Seyyid Burhānu-'d-Dīn, Sirr-Dān, el Muhaqqiq, el Huseynī, de la postérité de Yā-Sīn (Muhammed).[1]
(Il est appelé Seyyid, le « Syud » de nos autorités de l’Inde orientale, pour la raison qu’il était un descendant du prophète, dont Yā-Sīn est l’un des titres, comme c’est aussi le nom du trente-sixième chapitre du Coran, en tête duquel se trouvent les deux lettres qui forment le nom. Burhānu-’d-Dīn signifie La Preuve de la Religion; Sirr-Dān signifie Le Confident, celui qui possède la connaissance d’un secret ou de secrets, d’un mystère ou de mystères. Muhaqqiq est celui qui vérifie, qui sonde la vérité; et Huseynī indique que le Seyyid était de la branche de Huseyn, le plus jeune des deux fils de Fātima, le seul enfant de Mahomet qui a laissé une postérité.)
Seyyid Burhānu-’d-Dīn était connu sous le nom de Sirr-Dān à Balkh, Bukhārā (Alexandrie Oxiana ?) et Termīz. Son discours portait continuellement sur les phénomènes spirituels et mentaux, sur les mystères de la terre et du ciel.

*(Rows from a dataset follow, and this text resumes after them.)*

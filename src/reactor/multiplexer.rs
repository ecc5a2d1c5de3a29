//! The multiplexer: readiness and timeout signals turned into callbacks.
//!
//! One multiplexer owns one readiness backend and is shared by every
//! component that suspends on socket readiness (server, client, uplinks
//! pool). Callback slots live on the socket itself, guarded by a per-socket
//! mutex so registration and cancellation on one socket are serialized
//! without contending on the multiplexer-wide bookkeeping lock.
//!
//! Locking discipline:
//! - backend registration happens under the owning socket's event lock, so
//!   no two threads can race conflicting interest for one descriptor;
//! - the multiplexer's own lock guards only the token map and timeout map,
//!   and is never held while user code runs or while a socket lock is held;
//! - callbacks are always handed to the scheduler, never invoked inline.

use crate::base::neterror::NetError;
use crate::reactor::backend::{Event, ReadinessBackend, Token};
use crate::reactor::scheduler::Scheduler;
use crate::socket::stream::Socket;
use parking_lot::Mutex;
use std::collections::{BTreeMap, HashMap};
use std::sync::atomic::{AtomicBool, AtomicUsize, Ordering};
use std::sync::Arc;
use std::time::Instant;

/// Scratch buffer size for one backend wait.
pub const MAX_EVENTS: usize = 256;

/// Dispatch tick while the self-scheduling loop is active.
const TICK_MS: i32 = 50;

/// Why a pending callback is being invoked.
#[derive(Debug, Clone, Copy, PartialEq, Eq)]
pub enum SocketEvent {
    /// The awaited readiness condition is (possibly) met; retry the
    /// operation and re-arm on would-block.
    Ready,
    /// A newer callback replaced this one before it fired.
    Superseded,
    /// The socket's deadline elapsed.
    Timeout,
    /// The socket is being torn down.
    Reset,
    /// Terminal cancellation: slots are cleared without being invoked.
    Finish,
}

pub type EventCallback = Box<dyn FnOnce(SocketEvent) + Send + 'static>;

/// Per-socket callback slots and registration flag. Owned by the socket,
/// driven by the multiplexer.
#[derive(Default)]
pub struct EventState {
    pub(crate) read_cb: Option<EventCallback>,
    pub(crate) write_cb: Option<EventCallback>,
    pub(crate) registered: bool,
    /// Bumped on every arm. Tracking-map removals that run after the event
    /// lock is dropped carry the generation they observed, so they cannot
    /// erase a registration armed in between.
    pub(crate) generation: u64,
}

enum Direction {
    Read,
    Write,
}

struct SocketReg {
    socket: Socket,
    deadline: Option<Instant>,
    generation: u64,
}

#[derive(Default)]
struct MuxState {
    /// All registered sockets, timed or not, keyed by token.
    sockets: HashMap<Token, SocketReg>,
    /// Absolute deadlines for sockets with a nonzero timeout.
    deadlines: BTreeMap<(Instant, Token), ()>,
}

pub struct Multiplexer {
    backend: ReadinessBackend,
    scheduler: Arc<Scheduler>,
    state: Mutex<MuxState>,
    active: AtomicUsize,
    looping: AtomicBool,
}

impl Multiplexer {
    pub fn new(backend: ReadinessBackend, scheduler: Arc<Scheduler>) -> Arc<Self> {
        Arc::new(Self {
            backend,
            scheduler,
            state: Mutex::new(MuxState::default()),
            active: AtomicUsize::new(0),
            looping: AtomicBool::new(false),
        })
    }

    pub fn scheduler(&self) -> &Arc<Scheduler> {
        &self.scheduler
    }

    /// Arms `cb` to fire when `socket` becomes readable. An already-present
    /// read callback is immediately scheduled with
    /// [`SocketEvent::Superseded`]. Also (re)arms the socket's timeout.
    pub fn when_readable(&self, socket: &Socket, cb: EventCallback) -> Result<(), NetError> {
        self.register(socket, cb, Direction::Read)
    }

    /// Write-interest counterpart of [`Multiplexer::when_readable`].
    pub fn when_writeable(&self, socket: &Socket, cb: EventCallback) -> Result<(), NetError> {
        self.register(socket, cb, Direction::Write)
    }

    fn register(
        &self,
        socket: &Socket,
        cb: EventCallback,
        dir: Direction,
    ) -> Result<(), NetError> {
        let Some(fd) = socket.raw_fd() else {
            // Closed underneath the caller: notify through the event path so
            // resources are released on the same code path as live sockets.
            self.scheduler.spawn(move || cb(SocketEvent::Reset));
            return Err(NetError::NotConnected);
        };
        let token = socket.id();

        let superseded;
        let backend_result;
        let generation;
        {
            let mut ev = socket.event_state().lock();
            superseded = match dir {
                Direction::Read => ev.read_cb.replace(cb),
                Direction::Write => ev.write_cb.replace(cb),
            };
            let readable = ev.read_cb.is_some();
            let writeable = ev.write_cb.is_some();
            backend_result = if ev.registered {
                self.backend.update(fd, token, readable, writeable)
            } else {
                self.backend.add(fd, token, readable, writeable)
            };
            ev.registered = backend_result.is_ok();
            ev.generation += 1;
            generation = ev.generation;
        }

        if let Some(old) = superseded {
            self.scheduler.spawn(move || old(SocketEvent::Superseded));
        }

        if let Err(err) = backend_result {
            // Registration failure is fatal for this socket.
            tracing::warn!(token, error = %err, "readiness registration failed");
            self.cancel_events(socket, SocketEvent::Reset);
            return Err(err);
        }

        let mut st = self.state.lock();
        let timeout = socket.timeout();
        let old_deadline = match st.sockets.entry(token) {
            std::collections::hash_map::Entry::Occupied(mut e) => {
                let reg = e.get_mut();
                reg.generation = generation;
                reg.deadline.take()
            }
            std::collections::hash_map::Entry::Vacant(v) => {
                v.insert(SocketReg {
                    socket: socket.clone(),
                    deadline: None,
                    generation,
                });
                None
            }
        };
        if let Some(old) = old_deadline {
            st.deadlines.remove(&(old, token));
        }
        if !timeout.is_zero() {
            let deadline = Instant::now() + timeout;
            if let Some(reg) = st.sockets.get_mut(&token) {
                reg.deadline = Some(deadline);
            }
            st.deadlines.insert((deadline, token), ());
        }
        Ok(())
    }

    /// Clears both callback slots, deregisters the socket and removes its
    /// timeout entry. Unless `event` is [`SocketEvent::Finish`], the cleared
    /// callbacks are scheduled with `event` so callers can release resources
    /// deterministically. Idempotent and safe from any thread.
    pub fn cancel_events(&self, socket: &Socket, event: SocketEvent) {
        let token = socket.id();
        let (read_cb, write_cb, was_registered, generation) = {
            let mut ev = socket.event_state().lock();
            let was = std::mem::replace(&mut ev.registered, false);
            if was {
                if let Some(fd) = socket.raw_fd() {
                    let _ = self.backend.remove(fd);
                }
            }
            (ev.read_cb.take(), ev.write_cb.take(), was, ev.generation)
        };

        if was_registered {
            self.forget(token, generation);
        }

        if event != SocketEvent::Finish {
            if let Some(cb) = write_cb {
                self.scheduler.spawn(move || cb(event));
            }
            if let Some(cb) = read_cb {
                self.scheduler.spawn(move || cb(event));
            }
        }
    }

    /// One backend wait plus a timeout sweep. Returns the number of sockets
    /// whose callbacks fired. Normally driven by the activation loop; tests
    /// and embedders may call it directly.
    pub fn dispatch(&self, timeout_ms: i32) -> Result<usize, NetError> {
        let mut events: Vec<Event> = Vec::with_capacity(MAX_EVENTS);
        self.backend.wait(&mut events, MAX_EVENTS, timeout_ms)?;

        let mut fired = 0usize;
        for event in &events {
            let socket = {
                let st = self.state.lock();
                st.sockets.get(&event.token).map(|reg| reg.socket.clone())
            };
            let Some(socket) = socket else { continue };

            let mut callbacks: Vec<EventCallback> = Vec::with_capacity(2);
            let deregistered;
            let generation;
            {
                let mut ev = socket.event_state().lock();
                if !ev.registered {
                    continue;
                }
                // Write before read when both fire in one tick. A closed
                // condition releases both; the resumed operations observe
                // EOF or the socket error themselves.
                if event.writeable || event.closed {
                    if let Some(cb) = ev.write_cb.take() {
                        callbacks.push(cb);
                    }
                }
                if event.readable || event.closed {
                    if let Some(cb) = ev.read_cb.take() {
                        callbacks.push(cb);
                    }
                }
                if callbacks.is_empty() {
                    continue;
                }
                let readable = ev.read_cb.is_some();
                let writeable = ev.write_cb.is_some();
                match socket.raw_fd() {
                    Some(fd) if readable || writeable => {
                        let _ = self.backend.update(fd, event.token, readable, writeable);
                    }
                    Some(fd) => {
                        // Invariant: a registered handle has at least one
                        // callback set; once both are cleared, deregister.
                        let _ = self.backend.remove(fd);
                        ev.registered = false;
                    }
                    None => {
                        ev.registered = false;
                    }
                }
                deregistered = !ev.registered;
                generation = ev.generation;
            }
            if deregistered {
                self.forget(event.token, generation);
            }
            fired += 1;
            for cb in callbacks {
                self.scheduler.spawn(move || cb(SocketEvent::Ready));
            }
        }

        fired += self.sweep_timeouts();
        Ok(fired)
    }

    /// Drops the tracking entry for `token`, but only while it still belongs
    /// to the registration that requested the removal. A re-arm that slipped
    /// in after the event lock was dropped carries a newer generation and
    /// keeps its entry.
    fn forget(&self, token: Token, generation: u64) {
        let mut st = self.state.lock();
        if st
            .sockets
            .get(&token)
            .is_some_and(|reg| reg.generation == generation)
        {
            if let Some(reg) = st.sockets.remove(&token) {
                if let Some(deadline) = reg.deadline {
                    st.deadlines.remove(&(deadline, token));
                }
            }
        }
    }

    fn sweep_timeouts(&self) -> usize {
        let now = Instant::now();
        let expired: Vec<(Socket, u64)> = {
            let mut st = self.state.lock();
            let keys: Vec<(Instant, Token)> = st
                .deadlines
                .range(..=(now, Token::MAX))
                .map(|(key, _)| *key)
                .collect();
            keys.into_iter()
                .filter_map(|key| {
                    st.deadlines.remove(&key);
                    st.sockets
                        .remove(&key.1)
                        .map(|reg| (reg.socket, reg.generation))
                })
                .collect()
        };

        let mut fired = 0;
        for (socket, generation) in expired {
            let (read_cb, write_cb) = {
                let mut ev = socket.event_state().lock();
                // A re-arm may have replaced the expired registration after
                // the tracking entry was removed; its deadline is managed by
                // the register path, not here.
                if !ev.registered || ev.generation != generation {
                    continue;
                }
                ev.registered = false;
                if let Some(fd) = socket.raw_fd() {
                    let _ = self.backend.remove(fd);
                }
                (ev.read_cb.take(), ev.write_cb.take())
            };
            tracing::debug!(token = socket.id(), "socket timed out");
            fired += 1;
            if let Some(cb) = write_cb {
                self.scheduler.spawn(move || cb(SocketEvent::Timeout));
            }
            if let Some(cb) = read_cb {
                self.scheduler.spawn(move || cb(SocketEvent::Timeout));
            }
        }
        fired
    }

    /// Reference-counted activation. The first activation starts the
    /// self-scheduling dispatch loop; server, client and uplinks pool each
    /// hold their own activation so they can share one multiplexer.
    pub fn activate(self: &Arc<Self>) {
        self.active.fetch_add(1, Ordering::AcqRel);
        if !self.looping.swap(true, Ordering::AcqRel) {
            let mux = Arc::clone(self);
            self.scheduler.spawn(move || mux.run_once());
        }
    }

    pub fn deactivate(&self) {
        self.active.fetch_sub(1, Ordering::AcqRel);
    }

    pub fn is_active(&self) -> bool {
        self.active.load(Ordering::Acquire) > 0
    }

    fn run_once(self: Arc<Self>) {
        if self.active.load(Ordering::Acquire) == 0 {
            self.looping.store(false, Ordering::Release);
            // Re-check: an activation may have raced the store.
            if self.active.load(Ordering::Acquire) > 0
                && !self.looping.swap(true, Ordering::AcqRel)
            {
                let mux = Arc::clone(&self);
                self.scheduler.spawn(move || mux.run_once());
            }
            return;
        }
        if let Err(err) = self.dispatch(TICK_MS) {
            tracing::warn!(error = %err, "dispatch tick failed");
        }
        let mux = Arc::clone(&self);
        if !self.scheduler.spawn(move || mux.run_once()) {
            self.looping.store(false, Ordering::Release);
        }
    }

    /// Test/introspection hook: whether the socket currently has a timeout
    /// entry or liveness tracking in the multiplexer.
    pub fn is_tracked(&self, socket: &Socket) -> bool {
        self.state.lock().sockets.contains_key(&socket.id())
    }
}
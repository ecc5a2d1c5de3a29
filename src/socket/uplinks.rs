//! Uplinks pool: connection reuse toward upstream peers.
//!
//! Connections are pooled per peer-address identity. Each key carries an
//! outstanding-socket budget (`max_duplicates`): a pop hands back an idle
//! socket, or a `Fresh` grant when budget is left, or queues the caller
//! until a slot frees. While idle, every socket is watched with a one-byte
//! `MSG_PEEK` probe so a peer-initiated close (or protocol garbage) evicts
//! it instead of poisoning the next borrower.
//!
//! Lock discipline: decide under the map guard, act after dropping it.
//! Callbacks and multiplexer calls never run under the map lock.

use crate::base::neterror::NetError;
use crate::reactor::multiplexer::{Multiplexer, SocketEvent};
use crate::socket::stream::Socket;
use parking_lot::Mutex;
use std::collections::{HashMap, VecDeque};
use std::sync::Arc;

/// What a pop handed back.
pub enum PoolAcquire {
    /// A pooled connection, already connected (and possibly secured); its
    /// idle watch has been cancelled.
    Reused(Socket),
    /// No idle connection; a budget slot has been charged and the caller
    /// must connect, then `push_connection` or `release_slot` eventually.
    Fresh,
}

pub type AcquireCallback = Box<dyn FnOnce(PoolAcquire) + Send + 'static>;

#[derive(Default)]
struct UplinkEntry {
    idle: VecDeque<Socket>,
    waiters: VecDeque<AcquireCallback>,
    /// Charged budget slots: in-use plus idle sockets.
    outstanding: usize,
}

enum PopAction {
    Reuse(Socket),
    Fresh,
    Queued,
}

pub struct UplinksPool {
    mux: Arc<Multiplexer>,
    max_duplicates: usize,
    // The waiter queue holds FnOnce boxes, so the map sits behind one
    // mutex rather than a sharded concurrent map.
    entries: Mutex<HashMap<String, UplinkEntry>>,
}

impl UplinksPool {
    pub fn new(mux: Arc<Multiplexer>, max_duplicates: usize) -> Arc<Self> {
        Arc::new(Self {
            mux,
            max_duplicates: max_duplicates.max(1),
            entries: Mutex::new(HashMap::new()),
        })
    }

    pub fn max_duplicates(&self) -> usize {
        self.max_duplicates
    }

    pub fn idle_count(&self, key: &str) -> usize {
        self.entries.lock().get(key).map_or(0, |e| e.idle.len())
    }

    pub fn outstanding(&self, key: &str) -> usize {
        self.entries.lock().get(key).map_or(0, |e| e.outstanding)
    }

    /// Acquires a connection for `key`. The callback fires inline with
    /// `Reused`/`Fresh`, or later when a queued acquisition is granted.
    pub fn pop_connection_queued(
        self: &Arc<Self>,
        key: &str,
        cb: impl FnOnce(PoolAcquire) + Send + 'static,
    ) {
        let mut cb: AcquireCallback = Box::new(cb);
        let action = {
            let mut entries = self.entries.lock();
            let entry = entries.entry(key.to_string()).or_default();
            if let Some(socket) = entry.idle.pop_front() {
                PopAction::Reuse(socket)
            } else if entry.outstanding < self.max_duplicates {
                entry.outstanding += 1;
                PopAction::Fresh
            } else {
                entry.waiters.push_back(cb);
                cb = Box::new(|_| {});
                PopAction::Queued
            }
        };
        match action {
            PopAction::Reuse(socket) => {
                // Silent cancel: the watch must not observe its own removal.
                self.mux.cancel_events(&socket, SocketEvent::Finish);
                tracing::debug!(key, token = socket.id(), "uplink reused");
                cb(PoolAcquire::Reused(socket));
            }
            PopAction::Fresh => {
                tracing::debug!(key, "uplink slot granted");
                cb(PoolAcquire::Fresh);
            }
            PopAction::Queued => {
                tracing::debug!(key, "uplink acquisition queued");
            }
        }
    }

    /// Returns a connection to the pool. A queued acquirer is served
    /// directly; otherwise the socket goes idle under a close-probe watch.
    /// With no budget slot left for idling, the socket is closed instead.
    pub fn push_connection(self: &Arc<Self>, key: &str, socket: Socket) {
        enum PushAction {
            HandOff(AcquireCallback, Socket),
            Idle(Socket),
            Overflow(Socket),
        }
        let action = {
            let mut entries = self.entries.lock();
            let entry = entries.entry(key.to_string()).or_default();
            if let Some(waiter) = entry.waiters.pop_front() {
                PushAction::HandOff(waiter, socket)
            } else if entry.idle.len() < self.max_duplicates {
                entry.idle.push_back(socket.clone());
                PushAction::Idle(socket)
            } else {
                entry.outstanding = entry.outstanding.saturating_sub(1);
                PushAction::Overflow(socket)
            }
        };
        match action {
            PushAction::HandOff(waiter, socket) => {
                tracing::debug!(key, token = socket.id(), "uplink handed to waiter");
                waiter(PoolAcquire::Reused(socket));
            }
            PushAction::Idle(socket) => {
                self.arm_idle_watch(key.to_string(), socket);
            }
            PushAction::Overflow(socket) => {
                tracing::debug!(key, token = socket.id(), "uplink pool full, closing");
                let _ = socket.shutdown(&self.mux);
                self.grant_waiter_if_possible(key);
            }
        }
    }

    /// Returns a charged budget slot without a socket: a fresh connect
    /// failed, or the borrower closed the connection instead of returning
    /// it. May grant a queued acquirer.
    pub fn release_slot(self: &Arc<Self>, key: &str) {
        if let Some(entry) = self.entries.lock().get_mut(key) {
            entry.outstanding = entry.outstanding.saturating_sub(1);
        }
        self.grant_waiter_if_possible(key);
    }

    fn grant_waiter_if_possible(self: &Arc<Self>, key: &str) {
        let granted = {
            let mut entries = self.entries.lock();
            let Some(entry) = entries.get_mut(key) else {
                return;
            };
            if !entry.waiters.is_empty() && entry.outstanding < self.max_duplicates {
                entry.outstanding += 1;
                entry.waiters.pop_front()
            } else {
                None
            }
        };
        if let Some(waiter) = granted {
            tracing::debug!(key, "queued uplink acquisition granted");
            waiter(PoolAcquire::Fresh);
        }
    }

    fn arm_idle_watch(self: &Arc<Self>, key: String, socket: Socket) {
        let pool = Arc::clone(self);
        let probe = socket.clone();
        let watch_key = key.clone();
        let result = self.mux.when_readable(
            &socket,
            Box::new(move |event| match event {
                SocketEvent::Ready => {
                    let mut byte = [0u8; 1];
                    match probe.peek(&mut byte) {
                        // Spurious wakeup, still idle and quiet.
                        Err(NetError::WouldBlock) => pool.arm_idle_watch(watch_key, probe),
                        // EOF, error, or data nobody asked for.
                        _ => pool.evict_idle(&watch_key, &probe),
                    }
                }
                SocketEvent::Finish | SocketEvent::Superseded => {}
                SocketEvent::Timeout | SocketEvent::Reset => pool.evict_idle(&watch_key, &probe),
            }),
        );
        if result.is_err() {
            self.evict_idle(&key, &socket);
        }
    }

    fn evict_idle(self: &Arc<Self>, key: &str, socket: &Socket) {
        let removed = {
            let mut entries = self.entries.lock();
            let Some(entry) = entries.get_mut(key) else {
                return;
            };
            match entry.idle.iter().position(|s| s == socket) {
                Some(pos) => {
                    entry.idle.remove(pos);
                    entry.outstanding = entry.outstanding.saturating_sub(1);
                    true
                }
                // Raced with a reuse; the borrower owns it now.
                None => false,
            }
        };
        if removed {
            tracing::debug!(key, token = socket.id(), "idle uplink evicted");
            let _ = socket.shutdown(&self.mux);
            self.grant_waiter_if_possible(key);
        }
    }
}
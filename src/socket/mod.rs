//! Sockets: addresses, the nonblocking handle, connection reuse, and the
//! outbound client.
//!
//! - [`address`]: immutable socket-address value type
//! - [`stream`]: the [`stream::Socket`] handle and its direct / queued /
//!   promise operation forms
//! - [`uplinks`]: per-peer connection-reuse pool with idle close probing
//! - [`client`]: resolve → race → connect → secure pipeline

pub mod address;
pub mod client;
pub mod stream;
pub mod uplinks;

pub use address::{Protocol, SocketAddress};
pub use client::{ConnectOptions, SocketClient};
pub use stream::{DelimiterMatcher, HandshakeStatus, Promise, ReadUntil, Socket};
pub use uplinks::{PoolAcquire, UplinksPool};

Lorsque Baha Veled quitta Balkh, le Seyyid se rendit à Termīz et s’y retira en ermite. Après un certain temps, il recommença à donner des conférences en public sur la signification de la connaissance. Soudain, un matin, celui du vendredi 18 Rebī‘u-’l-ākhir [p. 14] 628 de l’hégire (février 1231), il s’écria très amèrement, dans un torrent de larmes : « Hélas ! mon maître a quitté ce tabernacle de poussière pour la demeure de la sincérité ! » Ses paroles et la date furent notées et, après enquête, après son arrivée à Qonya, on découvrit qu’elles correspondaient exactement au moment du décès de Baha Veled.
Pendant quarante jours, les disciples de Termiz pleurèrent la mort du grand maître. A la fin de cette période, le Seyyid dit : « Le fils de mon maître, son successeur, Jelâlu-’d-Dîn Muhammed, est resté seul et désire me voir. Je dois me rendre dans la terre de Rome et me mettre à son service, lui remettant le dépôt que mon maître m’a confié. »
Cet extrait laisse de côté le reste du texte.